**TASK DESCRIPTION**.
Down to the last line, repeat the data below exactly.

**RECORDS SHOWN**.
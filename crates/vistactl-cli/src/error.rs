//! CLI error types with exit code handling
//!
//! Every fatal condition funnels through `CliError` so the binary can map
//! error families onto stable exit codes.

use miette::Diagnostic;
use thiserror::Error;

use crate::exit_codes;

/// CLI-specific error type that includes exit code information
#[derive(Error, Debug, Diagnostic)]
pub enum CliError {
    /// Missing or invalid input values / prerequisites
    #[error("{message}")]
    #[diagnostic(code(vistactl::cli::config))]
    Config {
        message: String,
        #[help]
        help: Option<String>,
    },

    /// Manifest rendering failed
    #[error("{message}")]
    #[diagnostic(code(vistactl::cli::template))]
    Template { message: String },

    /// Cluster resolution, apply, or rollout failure
    #[error("{message}")]
    #[diagnostic(code(vistactl::cli::cluster))]
    Cluster {
        message: String,
        #[help]
        help: Option<String>,
    },

    /// IO error (file not found, permissions, etc.)
    #[error("IO error: {message}")]
    #[diagnostic(code(vistactl::cli::io))]
    Io { message: String },

    /// User declined an interactive confirmation
    #[error("aborted by user")]
    #[diagnostic(code(vistactl::cli::aborted))]
    Aborted,

    /// Anything else
    #[error("{message}")]
    #[diagnostic(code(vistactl::cli::error))]
    Other { message: String },
}

impl CliError {
    /// Get the exit code for this error
    pub fn exit_code(&self) -> i32 {
        match self {
            CliError::Config { .. } => exit_codes::CONFIG_ERROR,
            CliError::Template { .. } => exit_codes::TEMPLATE_ERROR,
            CliError::Cluster { .. } => exit_codes::CLUSTER_ERROR,
            CliError::Io { .. } => exit_codes::IO_ERROR,
            CliError::Aborted => exit_codes::ERROR,
            CliError::Other { .. } => exit_codes::ERROR,
        }
    }

    /// Create a configuration error
    pub fn config(message: impl Into<String>) -> Self {
        Self::Config {
            message: message.into(),
            help: None,
        }
    }

    /// Create a configuration error with help text
    pub fn config_with_help(message: impl Into<String>, help: impl Into<String>) -> Self {
        Self::Config {
            message: message.into(),
            help: Some(help.into()),
        }
    }

    /// Create a cluster error
    pub fn cluster(message: impl Into<String>) -> Self {
        Self::Cluster {
            message: message.into(),
            help: None,
        }
    }
}

impl From<std::io::Error> for CliError {
    fn from(err: std::io::Error) -> Self {
        CliError::Io {
            message: err.to_string(),
        }
    }
}

impl From<vistactl_core::CoreError> for CliError {
    fn from(err: vistactl_core::CoreError) -> Self {
        match err {
            vistactl_core::CoreError::Io(e) => CliError::Io {
                message: e.to_string(),
            },
            other => CliError::config(other.to_string()),
        }
    }
}

impl From<vistactl_engine::EngineError> for CliError {
    fn from(err: vistactl_engine::EngineError) -> Self {
        CliError::Template {
            message: err.to_string(),
        }
    }
}

impl From<vistactl_kube::KubeError> for CliError {
    fn from(err: vistactl_kube::KubeError) -> Self {
        use vistactl_kube::KubeError;
        match err {
            KubeError::MissingBinary { .. } => CliError::config(err.to_string()),
            KubeError::Io(e) => CliError::Io {
                message: e.to_string(),
            },
            other => CliError::cluster(other.to_string()),
        }
    }
}

/// Result type for CLI operations
pub type Result<T> = std::result::Result<T, CliError>;
//! Bounded rollout waiting
//!
//! Polls Deployment status until every workload reports its desired
//! replicas updated, ready, and available. The wait is bounded and fatal on
//! expiry; there is no retry or backoff beyond the poll loop itself.

use k8s_openapi::api::apps::v1::Deployment;
use std::time::Instant;
use tracing::debug;
use vistactl_core::WaitConfig;

use crate::client::ClusterClient;
use crate::error::{KubeError, Result};

/// Readiness of one deployment
#[derive(Debug, Clone, Copy, PartialEq, Eq)]
pub struct Readiness {
    pub desired: i32,
    pub updated: i32,
    pub ready: i32,
    pub available: i32,
    /// Controller has observed the latest spec
    pub observed: bool,
}

impl Readiness {
    pub fn is_ready(&self) -> bool {
        self.observed
            && self.updated >= self.desired
            && self.ready >= self.desired
            && self.available >= self.desired
    }

    /// Short display form, e.g. `2/2`
    pub fn display(&self) -> String {
        format!("{}/{}", self.ready, self.desired)
    }
}

/// Extract readiness from a deployment object
pub fn readiness(deployment: &Deployment) -> Readiness {
    let desired = deployment
        .spec
        .as_ref()
        .and_then(|s| s.replicas)
        .unwrap_or(1);

    let status = deployment.status.as_ref();
    let observed = match (
        deployment.metadata.generation,
        status.and_then(|s| s.observed_generation),
    ) {
        (Some(generation), Some(observed)) => observed >= generation,
        // no generation info: trust the replica counters alone
        _ => true,
    };

    Readiness {
        desired,
        updated: status.and_then(|s| s.updated_replicas).unwrap_or(0),
        ready: status.and_then(|s| s.ready_replicas).unwrap_or(0),
        available: status.and_then(|s| s.available_replicas).unwrap_or(0),
        observed,
    }
}

/// Wait for the named deployments in a namespace to become ready
///
/// `progress` is called once per poll round with (name, readiness) for any
/// deployment that is not yet ready, so callers can surface progress.
pub async fn wait_for_deployments<F>(
    client: &ClusterClient,
    namespace: &str,
    names: &[String],
    wait: &WaitConfig,
    mut progress: F,
) -> Result<()>
where
    F: FnMut(&str, &Readiness),
{
    let api = client.deployments_in(namespace);
    let started = Instant::now();

    loop {
        let mut pending = Vec::new();

        for name in names {
            let state = match api.get_opt(name).await? {
                Some(deployment) => readiness(&deployment),
                // not created yet counts as pending, not an error
                None => Readiness {
                    desired: 1,
                    updated: 0,
                    ready: 0,
                    available: 0,
                    observed: false,
                },
            };

            if !state.is_ready() {
                progress(name, &state);
                pending.push(name.clone());
            }
        }

        if pending.is_empty() {
            debug!(?names, "all rollouts complete");
            return Ok(());
        }

        if started.elapsed() >= wait.timeout {
            return Err(KubeError::Timeout {
                what: format!("rollout of {}", pending.join(", ")),
                after: format!("{}s", wait.timeout.as_secs()),
            });
        }

        tokio::time::sleep(wait.interval).await;
    }
}

#[cfg(test)]
mod tests {
    use super::*;
    use k8s_openapi::api::apps::v1::{DeploymentSpec, DeploymentStatus};
    use k8s_openapi::apimachinery::pkg::apis::meta::v1::ObjectMeta;

    fn deployment(desired: i32, updated: i32, ready: i32, available: i32) -> Deployment {
        Deployment {
            metadata: ObjectMeta {
                name: Some("vista3d-server".into()),
                generation: Some(2),
                ..Default::default()
            },
            spec: Some(DeploymentSpec {
                replicas: Some(desired),
                ..Default::default()
            }),
            status: Some(DeploymentStatus {
                observed_generation: Some(2),
                updated_replicas: Some(updated),
                ready_replicas: Some(ready),
                available_replicas: Some(available),
                ..Default::default()
            }),
        }
    }

    #[test]
    fn test_ready_when_all_counters_match() {
        let r = readiness(&deployment(2, 2, 2, 2));
        assert!(r.is_ready());
        assert_eq!(r.display(), "2/2");
    }

    #[test]
    fn test_not_ready_when_replicas_lag() {
        assert!(!readiness(&deployment(2, 2, 1, 1)).is_ready());
        assert!(!readiness(&deployment(1, 0, 0, 0)).is_ready());
    }

    #[test]
    fn test_not_ready_on_stale_generation() {
        let mut d = deployment(1, 1, 1, 1);
        d.metadata.generation = Some(3);
        assert!(!readiness(&d).is_ready());
    }

    #[test]
    fn test_missing_status_defaults_pending() {
        let d = Deployment {
            metadata: ObjectMeta::default(),
            spec: Some(DeploymentSpec {
                replicas: Some(1),
                ..Default::default()
            }),
            status: None,
        };
        let r = readiness(&d);
        assert!(!r.is_ready());
        assert_eq!(r.desired, 1);
    }
}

**THE COMPLETED TASK**.
filename crates/vistactl-cli/src/error.rs
//! CLI error types with exit code handling
//!
//! Every fatal condition funnels through `CliError` so the binary can map
//! error families onto stable exit codes.

use miette::Diagnostic;
use thiserror::Error;

use crate::exit_codes;

/// CLI-specific error type that includes exit code information
#[derive(Error, Debug, Diagnostic)]
pub enum CliError {
    /// Missing or invalid input values / prerequisites
    #[error("{message}")]
    #[diagnostic(code(vistactl::cli::config))]
    Config {
        message: String,
        #[help]
        help: Option<String>,
    },

    /// Manifest rendering failed
    #[error("{message}")]
    #[diagnostic(code(vistactl::cli::template))]
    Template { message: String },

    /// Cluster resolution, apply, or rollout failure
    #[error("{message}")]
    #[diagnostic(code(vistactl::cli::cluster))]
    Cluster {
        message: String,
        #[help]
        help: Option<String>,
    },

    /// IO error (file not found, permissions, etc.)
    #[error("IO error: {message}")]
    #[diagnostic(code(vistactl::cli::io))]
    Io { message: String },

    /// User declined an interactive confirmation
    #[error("aborted by user")]
    #[diagnostic(code(vistactl::cli::aborted))]
    Aborted,

    /// Anything else
    #[error("{message}")]
    #[diagnostic(code(vistactl::cli::error))]
    Other { message: String },
}

impl CliError {
    /// Get the exit code for this error
    pub fn exit_code(&self) -> i32 {
        match self {
            CliError::Config { .. } => exit_codes::CONFIG_ERROR,
            CliError::Template { .. } => exit_codes::TEMPLATE_ERROR,
            CliError::Cluster { .. } => exit_codes::CLUSTER_ERROR,
            CliError::Io { .. } => exit_codes::IO_ERROR,
            CliError::Aborted => exit_codes::ERROR,
            CliError::Other { .. } => exit_codes::ERROR,
        }
    }

    /// Create a configuration error
    pub fn config(message: impl Into<String>) -> Self {
        Self::Config {
            message: message.into(),
            help: None,
        }
    }

    /// Create a configuration error with help text
    pub fn config_with_help(message: impl Into<String>, help: impl Into<String>) -> Self {
        Self::Config {
            message: message.into(),
            help: Some(help.into()),
        }
    }

    /// Create a cluster error
    pub fn cluster(message: impl Into<String>) -> Self {
        Self::Cluster {
            message: message.into(),
            help: None,
        }
    }
}

impl From<std::io::Error> for CliError {
    fn from(err: std::io::Error) -> Self {
        CliError::Io {
            message: err.to_string(),
        }
    }
}

impl From<vistactl_core::CoreError> for CliError {
    fn from(err: vistactl_core::CoreError) -> Self {
        match err {
            vistactl_core::CoreError::Io(e) => CliError::Io {
                message: e.to_string(),
            },
            other => CliError::config(other.to_string()),
        }
    }
}

impl From<vistactl_engine::EngineError> for CliError {
    fn from(err: vistactl_engine::EngineError) -> Self {
        CliError::Template {
            message: err.to_string(),
        }
    }
}

impl From<vistactl_kube::KubeError> for CliError {
    fn from(err: vistactl_kube::KubeError) -> Self {
        use vistactl_kube::KubeError;
        match err {
            KubeError::MissingBinary { .. } => CliError::config(err.to_string()),
            KubeError::Io(e) => CliError::Io {
                message: e.to_string(),
            },
            other => CliError::cluster(other.to_string()),
        }
    }
}

/// Result type for CLI operations
pub type Result<T> = std::result::Result<T, CliError>;
//! Bounded rollout waiting
//!
//! Polls Deployment status until every workload reports its desired
//! replicas updated, ready, and available. The wait is bounded and fatal on
//! expiry; there is no retry or backoff beyond the poll loop itself.

use k8s_openapi::api::apps::v1::Deployment;
use std::time::Instant;
use tracing::debug;
use vistactl_core::WaitConfig;

use crate::client::ClusterClient;
use crate::error::{KubeError, Result};

/// Readiness of one deployment
#[derive(Debug, Clone, Copy, PartialEq, Eq)]
pub struct Readiness {
    pub desired: i32,
    pub updated: i32,
    pub ready: i32,
    pub available: i32,
    /// Controller has observed the latest spec
    pub observed: bool,
}

impl Readiness {
    pub fn is_ready(&self) -> bool {
        self.observed
            && self.updated >= self.desired
            && self.ready >= self.desired
            && self.available >= self.desired
    }

    /// Short display form, e.g. `2/2`
    pub fn display(&self) -> String {
        format!("{}/{}", self.ready, self.desired)
    }
}

/// Extract readiness from a deployment object
pub fn readiness(deployment: &Deployment) -> Readiness {
    let desired = deployment
        .spec
        .as_ref()
        .and_then(|s| s.replicas)
        .unwrap_or(1);

    let status = deployment.status.as_ref();
    let observed = match (
        deployment.metadata.generation,
        status.and_then(|s| s.observed_generation),
    ) {
        (Some(generation), Some(observed)) => observed >= generation,
        // no generation info: trust the replica counters alone
        _ => true,
    };

    Readiness {
        desired,
        updated: status.and_then(|s| s.updated_replicas).unwrap_or(0),
        ready: status.and_then(|s| s.ready_replicas).unwrap_or(0),
        available: status.and_then(|s| s.available_replicas).unwrap_or(0),
        observed,
    }
}

/// Wait for the named deployments in a namespace to become ready
///
/// `progress` is called once per poll round with (name, readiness) for any
/// deployment that is not yet ready, so callers can surface progress.
pub async fn wait_for_deployments<F>(
    client: &ClusterClient,
    namespace: &str,
    names: &[String],
    wait: &WaitConfig,
    mut progress: F,
) -> Result<()>
where
    F: FnMut(&str, &Readiness),
{
    let api = client.deployments_in(namespace);
    let started = Instant::now();

    loop {
        let mut pending = Vec::new();

        for name in names {
            let state = match api.get_opt(name).await? {
                Some(deployment) => readiness(&deployment),
                // not created yet counts as pending, not an error
                None => Readiness {
                    desired: 1,
                    updated: 0,
                    ready: 0,
                    available: 0,
                    observed: false,
                },
            };

            if !state.is_ready() {
                progress(name, &state);
                pending.push(name.clone());
            }
        }

        if pending.is_empty() {
            debug!(?names, "all rollouts complete");
            return Ok(());
        }

        if started.elapsed() >= wait.timeout {
            return Err(KubeError::Timeout {
                what: format!("rollout of {}", pending.join(", ")),
                after: format!("{}s", wait.timeout.as_secs()),
            });
        }

        tokio::time::sleep(wait.interval).await;
    }
}

#[cfg(test)]
mod tests {
    use super::*;
    use k8s_openapi::api::apps::v1::{DeploymentSpec, DeploymentStatus};
    use k8s_openapi::apimachinery::pkg::apis::meta::v1::ObjectMeta;

    fn deployment(desired: i32, updated: i32, ready: i32, available: i32) -> Deployment {
        Deployment {
            metadata: ObjectMeta {
                name: Some("vista3d-server".into()),
                generation: Some(2),
                ..Default::default()
            },
            spec: Some(DeploymentSpec {
                replicas: Some(desired),
                ..Default::default()
            }),
            status: Some(DeploymentStatus {
                observed_generation: Some(2),
                updated_replicas: Some(updated),
                ready_replicas: Some(ready),
                available_replicas: Some(available),
                ..Default::default()
            }),
        }
    }

    #[test]
    fn test_ready_when_all_counters_match() {
        let r = readiness(&deployment(2, 2, 2, 2));
        assert!(r.is_ready());
        assert_eq!(r.display(), "2/2");
    }

    #[test]
    fn test_not_ready_when_replicas_lag() {
        assert!(!readiness(&deployment(2, 2, 1, 1)).is_ready());
        assert!(!readiness(&deployment(1, 0, 0, 0)).is_ready());
    }

    #[test]
    fn test_not_ready_on_stale_generation() {
        let mut d = deployment(1, 1, 1, 1);
        d.metadata.generation = Some(3);
        assert!(!readiness(&d).is_ready());
    }

    #[test]
    fn test_missing_status_defaults_pending() {
        let d = Deployment {
            metadata: ObjectMeta::default(),
            spec: Some(DeploymentSpec {
                replicas: Some(1),
                ..Default::default()
            }),
            status: None,
        };
        let r = readiness(&d);
        assert!(!r.is_ready());
        assert_eq!(r.desired, 1);
    }
}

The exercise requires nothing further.